Recorded information →
********

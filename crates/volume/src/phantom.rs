//! Synthetic volumes for demos and tests

use crate::error::Result;
use crate::grid::{Volume, VolumeDims};
use glam::Vec3;

/// Volume-local centre of voxel `(x, y, z)`, aspect corrected on Z
fn voxel_position(dims: VolumeDims, x: u32, y: u32, z: u32) -> Vec3 {
    let uvw = Vec3::new(
        (x as f32 + 0.5) / dims.width as f32,
        (y as f32 + 0.5) / dims.height as f32,
        (z as f32 + 0.5) / dims.depth as f32,
    );
    (uvw - Vec3::splat(0.5)) * Vec3::new(1.0, 1.0, dims.aspect())
}

/// Build a volume by evaluating `density` at every voxel centre
pub fn from_fn(dims: VolumeDims, density: impl Fn(Vec3) -> f32) -> Result<Volume> {
    dims.validate()?;
    let mut data = Vec::with_capacity(dims.voxel_count());
    for z in 0..dims.depth {
        for y in 0..dims.height {
            for x in 0..dims.width {
                data.push(density(voxel_position(dims, x, y, z)).clamp(0.0, 1.0));
            }
        }
    }
    Volume::new(dims, data)
}

/// Volume with every voxel at zero intensity
pub fn empty(dims: VolumeDims) -> Result<Volume> {
    Volume::filled(dims, 0.0)
}

/// Solid sphere of full intensity centred in the volume
pub fn sphere(dims: VolumeDims, radius: f32) -> Result<Volume> {
    from_fn(dims, |p| if p.length() <= radius { 1.0 } else { 0.0 })
}

/// Three concentric shells of decreasing intensity, a stand-in for
/// skin / tissue / bone layers in medical scans
pub fn nested_shells(dims: VolumeDims) -> Result<Volume> {
    from_fn(dims, |p| {
        let r = p.length();
        if r <= 0.15 {
            1.0
        } else if r <= 0.3 {
            0.6
        } else if r <= 0.42 {
            0.3
        } else {
            0.0
        }
    })
}
fn march_path(
    frag_coord: Vec2,
    start: Vec3,
    dir: Vec3,
    sample: u32,
    resources: &ResourceSet,
    settings: &PhotonSettings,
    randomness: &CallRandomness,
) -> Vec3 {
    let step = settings.step_size;
    let mut position = start;
    let mut direction = dir;
    let mut throughput = Vec3::ONE;
    let mut bounces = 0;

    for i in 0..settings.march_budget {
        let gradient = resources.gradient(position);
        let magnitude = gradient.length();

        if magnitude > settings.gradient_threshold && magnitude > 0.0 {
            let normal = gradient / magnitude;
            if (-direction).dot(normal) > 0.0 || !settings.back_face_culling {
                let intensity = resources.intensity(position - normal * step * 3.0);
                let surface = resources.surface(intensity);

                let seed = bounce_seed(randomness, settings, sample, i, bounces);
                let r = random2(frag_coord, seed) * 2.0 - Vec2::ONE;
                let new_direction = random_unit_hemisphere(r, normal);

                throughput *= new_direction.dot(normal).max(0.0) * surface.truncate();
                direction = new_direction;
                bounces += 1;
            }
        }

        position += direction * step;

        if outside_volume(position) {
            return throughput * resources.environment(direction);
        }
    }

    Vec3::ZERO
}

#[cfg(test)]
mod tests {
    use super::*;
    use rand::rngs::StdRng;
    use rand::SeedableRng;
    use volume::{phantom, EnvironmentMap, TransferFunction, VolumeDims};

    fn sphere_resources(lut: glam::Vec4) -> ResourceSet {
        let volume = phantom::sphere(VolumeDims::cube(48), 0.25).unwrap();
        ResourceSet::new()
            .with_volume(volume)
            .with_lut(TransferFunction::constant(lut).unwrap())
            .with_environment(EnvironmentMap::uniform(Vec3::ONE))
    }

    #[test]
    fn test_default_settings_validate() {
        assert!(PhotonSettings::default().validate().is_ok());
    }

    #[test]
    fn test_validate_rejects_oversized_random_block() {
        let settings = PhotonSettings {
            max_bounce: 100,
            samples_per_call: 100,
            ..Default::default()
        };
        assert!(matches!(
            settings.validate(),
            Err(RenderError::InvalidSettings(_))
        ));
    }

    #[test]
    fn test_draw_produces_one_pair_per_bounce() {
        let settings = PhotonSettings {
            max_bounce: 7,
            samples_per_call: 3,
            ..Default::default()
        };
        let mut rng = StdRng::seed_from_u64(9);
        let randomness = CallRandomness::draw(&mut rng, &settings);
        assert_eq!(randomness.pairs.len(), 21);
        assert!((0.0..1.0).contains(&randomness.float0));
        assert!(randomness
            .pairs
            .iter()
            .all(|p| (0.0..1.0).contains(&p.x) && (0.0..1.0).contains(&p.y)));
    }

    #[test]
    fn test_uniform_block_layout() {
        let randomness = CallRandomness {
            float0: 0.0,
            float1: 0.0,
            pairs: vec![Vec2::new(0.1, 0.2), Vec2::new(0.3, 0.4), Vec2::new(0.5, 0.6)],
        };
        let block = randomness.uniform_block();
        assert_eq!(block.len() * 4, RANDOM_BLOCK_SIZE);
        assert_eq!(&block[..6], &[0.1, 0.2, 0.3, 0.4, 0.5, 0.6]);
        assert_eq!(block[6], 0.0);
    }

    #[test]
    fn test_miss_returns_environment_along_view() {
        let resources = sphere_resources(glam::Vec4::ONE);
        let settings = PhotonSettings::default();
        let ray = Ray::new(Vec3::new(2.0, 2.0, -2.0), Vec3::Z);
        let c = trace_pixel(
            Vec2::new(0.5, 0.5),
            &ray,
            &resources,
            &settings,
            &CallRandomness::zero(&settings),
        );
        assert_eq!(c, Vec3::ONE);
    }

    #[test]
    fn test_ray_passing_beside_surface_sees_environment() {
        let resources = sphere_resources(glam::Vec4::ONE);
        let settings = PhotonSettings::default();
        let ray = Ray::new(Vec3::new(0.0, 0.45, -2.0), Vec3::Z);
        let c = trace_pixel(
            Vec2::new(3.5, 7.5),
            &ray,
            &resources,
            &settings,
            &CallRandomness::zero(&settings),
        );
        assert_eq!(c, Vec3::ONE);
    }

    #[test]
    fn test_black_surface_absorbs_everything() {
        let resources = sphere_resources(glam::Vec4::new(0.0, 0.0, 0.0, 1.0));
        let settings = PhotonSettings::default();
        let mut rng = StdRng::seed_from_u64(3);
        let ray = Ray::new(Vec3::new(0.0, 0.0, -2.0), Vec3::Z);
        for _ in 0..8 {
            let randomness = CallRandomness::draw(&mut rng, &settings);
            let c = trace_pixel(Vec2::new(10.5, 10.5), &ray, &resources, &settings, &randomness);
            assert_eq!(c, Vec3::ZERO);
        }
    }

    #[test]
    fn test_pair_past_max_bounce_is_zero() {
        let randomness = CallRandomness {
            float0: 0.5,
            float1: 0.5,
            pairs: vec![Vec2::new(0.1, 0.2), Vec2::new(0.3, 0.4)],
        };
        assert_eq!(randomness.pair(0, 0, 1), Vec2::new(0.1, 0.2));
        assert_eq!(randomness.pair(1, 0, 1), Vec2::new(0.3, 0.4));
        // Must not alias the next sample's pair
        assert_eq!(randomness.pair(0, 1, 1), Vec2::ZERO);
        assert_eq!(randomness.pair(1, 5, 1), Vec2::ZERO);
        assert_eq!(randomness.pair(0, 0, 0), Vec2::ZERO);
    }

    #[test]
    fn test_paths_keep_scattering_past_max_bounce() {
        let resources = sphere_resources(glam::Vec4::ONE);
        let settings = PhotonSettings {
            max_bounce: 1,
            back_face_culling: false,
            ..Default::default()
        };
        let mut rng = StdRng::seed_from_u64(5);
        // From the centre every path crosses the shell, scattering at each
        // step inside it, and leaves outward
        let ray = Ray::new(Vec3::ZERO, Vec3::X);
        for _ in 0..8 {
            let randomness = CallRandomness::draw(&mut rng, &settings);
            let c = trace_pixel(Vec2::new(6.5, 2.5), &ray, &resources, &settings, &randomness);
            println!("radiance {c}");
            assert!(c.min_element() > 0.0, "path dropped: {c}");
            assert!(c.max_element() <= 1.0 + 1e-5);
        }
    }

    #[test]
    fn test_back_face_culling_toggle() {
        let resources = sphere_resources(glam::Vec4::new(0.5, 0.5, 0.5, 1.0));
        let culled = PhotonSettings::default();
        let unculled = PhotonSettings {
            back_face_culling: false,
            ..Default::default()
        };
        let mut rng = StdRng::seed_from_u64(17);
        // Leaving the sphere, the outward normal faces away from the ray
        let ray = Ray::new(Vec3::ZERO, Vec3::X);
        for _ in 0..8 {
            let randomness = CallRandomness::draw(&mut rng, &culled);
            let through = trace_pixel(Vec2::new(2.5, 5.5), &ray, &resources, &culled, &randomness);
            assert_eq!(through, Vec3::ONE);

            let scattered =
                trace_pixel(Vec2::new(2.5, 5.5), &ray, &resources, &unculled, &randomness);
            println!("culled {through} unculled {scattered}");
            assert!(scattered.max_element() < 1.0, "no scatter: {scattered}");
            assert!(scattered.min_element() >= 0.0);
        }
    }

    #[test]
    fn test_samples_per_call_are_averaged() {
        let resources = sphere_resources(glam::Vec4::new(0.8, 0.6, 0.4, 1.0));
        let settings = PhotonSettings {
            samples_per_call: 4,
            back_face_culling: false,
            ..Default::default()
        };
        let mut rng = StdRng::seed_from_u64(23);
        let randomness = CallRandomness::draw(&mut rng, &settings);
        let frag = Vec2::new(12.5, 3.5);
        let ray = Ray::new(Vec3::new(0.05, -0.02, -2.0), Vec3::Z);

        let dir = ray.direction.normalize_or_zero();
        let hit = intersect_aabb(
            ray.origin,
            Vec3::ONE / dir,
            VOLUME_BOUNDS_MIN,
            VOLUME_BOUNDS_MAX,
            BIG_DISTANCE,
        );
        assert!(hit.hit);
        let step = settings.step_size;
        let entry = hit.dist.max(0.0) + step + random(frag, settings.jitter_seed) * step;
        let estimates: Vec<Vec3> = (0..4)
            .map(|s| {
                march_path(
                    frag,
                    ray.origin + dir * entry,
                    dir,
                    s,
                    &resources,
                    &settings,
                    &randomness,
                )
            })
            .collect();
        let expected = estimates.iter().copied().sum::<Vec3>() / 4.0;

        let c = trace_pixel(frag, &ray, &resources, &settings, &randomness);
        println!("estimates {estimates:?} mean {c}");
        assert!((c - expected).abs().max_element() < 1e-6);
    }

    #[test]
    fn test_white_surface_never_amplifies() {
        let resources = sphere_resources(glam::Vec4::ONE);
        let settings = PhotonSettings::default();
        let mut rng = StdRng::seed_from_u64(11);
        let ray = Ray::new(Vec3::new(0.05, -0.02, -2.0), Vec3::Z);
        for _ in 0..16 {
            let randomness = CallRandomness::draw(&mut rng, &settings);
            let c = trace_pixel(Vec2::new(4.5, 9.5), &ray, &resources, &settings, &randomness);
            assert!(c.max_element() <= 1.0 + 1e-5, "amplified: {c}");
            assert!(c.min_element() >= 0.0);
        }
    }
}
//! clipreel library
//!
//! Playlists of video clips with optional start/end bounds, a compact share
//! token to pass them around, and a scheduler that plays them in an endless
//! loop against a video surface.

pub mod adapters;
pub mod app;
pub mod builder;
pub mod cli;
pub mod codec;
pub mod config_initialization;
pub mod domain;
pub mod error;
pub mod ports;
pub mod scheduler;
pub mod utils;

// Re-export commonly used types
pub use builder::{BuilderAction, BuilderState};
pub use codec::{decode_text, encode_text, ShareToken};
pub use domain::errors::DomainError;
pub use domain::model::{Bound, LoadRequest, LoadTicket, PlaybackCursor, Phase, Playlist, PlaylistEntry};
pub use domain::rules::{AdvancePolicy, ReferenceExtractor};
pub use error::{ClipreelError, ClipreelResult};
pub use ports::{SurfaceSignal, VideoSurface};
pub use scheduler::{PlaybackDriver, PlaybackScheduler, PlaybackStatus, PlayerHandle};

********

Assignment →
The string "domain" shows up in some lines of the listing. Copy each such line.

Problem solution →
pub mod domain;
pub use domain::errors::DomainError;
pub use domain::model::{Bound, LoadRequest, LoadTicket, PlaybackCursor, Phase, Playlist, PlaylistEntry};
pub use domain::rules::{AdvancePolicy, ReferenceExtractor};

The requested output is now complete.